_TASK_: Each record below should be set down exactly.

_DATA FOR THIS EXERCISE_:

use tracing_appender::rolling::{RollingFileAppender, Rotation};
use tracing_subscriber::{fmt, layer::SubscriberExt, util::SubscriberInitExt, EnvFilter, Registry};

#[derive(Debug, Clone)]
pub struct LogConfig {
    pub log_level: String,
    pub enable_file_logs: bool,
    pub log_dir: String,
}

impl Default for LogConfig {
    fn default() -> Self {
        Self {
            log_level: "info".to_string(),
            enable_file_logs: false,
            log_dir: "./logs".to_string(),
        }
    }
}

/// Initialise the tracing subscriber for binaries and tests embedding the
/// engine. Safe to call more than once; only the first call wins.
pub fn init_tracing(config: &LogConfig) {
    let env_filter =
        EnvFilter::try_from_default_env().unwrap_or_else(|_| EnvFilter::new(&config.log_level));

    let stdout_layer = fmt::layer().with_target(true).with_thread_ids(false);

    let registry = Registry::default().with(env_filter).with(stdout_layer);

    if config.enable_file_logs {
        let file_appender = RollingFileAppender::builder()
            .rotation(Rotation::DAILY)
            .filename_prefix("adaptive-engine")
            .filename_suffix("log")
            .max_log_files(30)
            .build(&config.log_dir)
            .expect("Failed to create rolling file appender");
        let file_layer = fmt::layer()
            .with_writer(file_appender)
            .with_ansi(false)
            .json();
        // A subscriber set elsewhere (e.g. the test harness) is fine; any
        // other failure on first init is a configuration bug.
        if let Err(e) = registry.with(file_layer).try_init() {
            let msg = e.to_string();
            if !msg.contains("already been set") {
                panic!("Failed to initialize tracing with file logs: {e}");
            }
        }
    } else if let Err(e) = registry.try_init() {
        let msg = e.to_string();
        if !msg.contains("already been set") {
            panic!("Failed to initialize tracing: {e}");
        }
    }
}

#[cfg(test)]
mod tests {
    use super::*;

    #[test]
    fn init_is_idempotent() {
        let cfg = LogConfig::default();
        init_tracing(&cfg);
        init_tracing(&cfg);
    }
}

_ANSWER TO THIS TASK_:
use tracing_appender::rolling::{RollingFileAppender, Rotation};
use tracing_subscriber::{fmt, layer::SubscriberExt, util::SubscriberInitExt, EnvFilter, Registry};

#[derive(Debug, Clone)]
pub struct LogConfig {
    pub log_level: String,
    pub enable_file_logs: bool,
    pub log_dir: String,
}

impl Default for LogConfig {
    fn default() -> Self {
        Self {
            log_level: "info".to_string(),
            enable_file_logs: false,
            log_dir: "./logs".to_string(),
        }
    }
}

/// Initialise the tracing subscriber for binaries and tests embedding the
/// engine. Safe to call more than once; only the first call wins.
pub fn init_tracing(config: &LogConfig) {
    let env_filter =
        EnvFilter::try_from_default_env().unwrap_or_else(|_| EnvFilter::new(&config.log_level));

    let stdout_layer = fmt::layer().with_target(true).with_thread_ids(false);

    let registry = Registry::default().with(env_filter).with(stdout_layer);

    if config.enable_file_logs {
        let file_appender = RollingFileAppender::builder()
            .rotation(Rotation::DAILY)
            .filename_prefix("adaptive-engine")
            .filename_suffix("log")
            .max_log_files(30)
            .build(&config.log_dir)
            .expect("Failed to create rolling file appender");
        let file_layer = fmt::layer()
            .with_writer(file_appender)
            .with_ansi(false)
            .json();
        // A subscriber set elsewhere (e.g. the test harness) is fine; any
        // other failure on first init is a configuration bug.
        if let Err(e) = registry.with(file_layer).try_init() {
            let msg = e.to_string();
            if !msg.contains("already been set") {
                panic!("Failed to initialize tracing with file logs: {e}");
            }
        }
    } else if let Err(e) = registry.try_init() {
        let msg = e.to_string();
        if !msg.contains("already been set") {
            panic!("Failed to initialize tracing: {e}");
        }
    }
}

#[cfg(test)]
mod tests {
    use super::*;

    #[test]
    fn init_is_idempotent() {
        let cfg = LogConfig::default();
        init_tracing(&cfg);
        init_tracing(&cfg);
    }
}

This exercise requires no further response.